**About this task:** Copy every line below where the string "EmptyQueue" is found.

(Saved entries)
◇ ◇ ◇ ◇ ◇
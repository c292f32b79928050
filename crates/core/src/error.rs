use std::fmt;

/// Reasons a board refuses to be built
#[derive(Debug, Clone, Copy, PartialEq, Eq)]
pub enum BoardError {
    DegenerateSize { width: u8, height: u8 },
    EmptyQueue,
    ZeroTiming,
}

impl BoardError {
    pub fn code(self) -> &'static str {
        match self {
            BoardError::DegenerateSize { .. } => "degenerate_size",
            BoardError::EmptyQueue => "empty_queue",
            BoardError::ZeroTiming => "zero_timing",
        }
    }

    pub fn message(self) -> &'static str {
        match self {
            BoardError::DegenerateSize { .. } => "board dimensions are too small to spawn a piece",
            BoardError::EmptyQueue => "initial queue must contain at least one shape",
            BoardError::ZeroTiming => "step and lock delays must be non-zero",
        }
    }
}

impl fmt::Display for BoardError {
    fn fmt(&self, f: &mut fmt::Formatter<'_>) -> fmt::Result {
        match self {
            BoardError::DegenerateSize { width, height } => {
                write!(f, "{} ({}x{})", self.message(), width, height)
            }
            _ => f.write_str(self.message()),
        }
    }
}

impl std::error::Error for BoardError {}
◇ ◇ ◇ ◇ ◇
**Output of the exercise:**
    EmptyQueue,
            BoardError::EmptyQueue => "empty_queue",
            BoardError::EmptyQueue => "initial queue must contain at least one shape",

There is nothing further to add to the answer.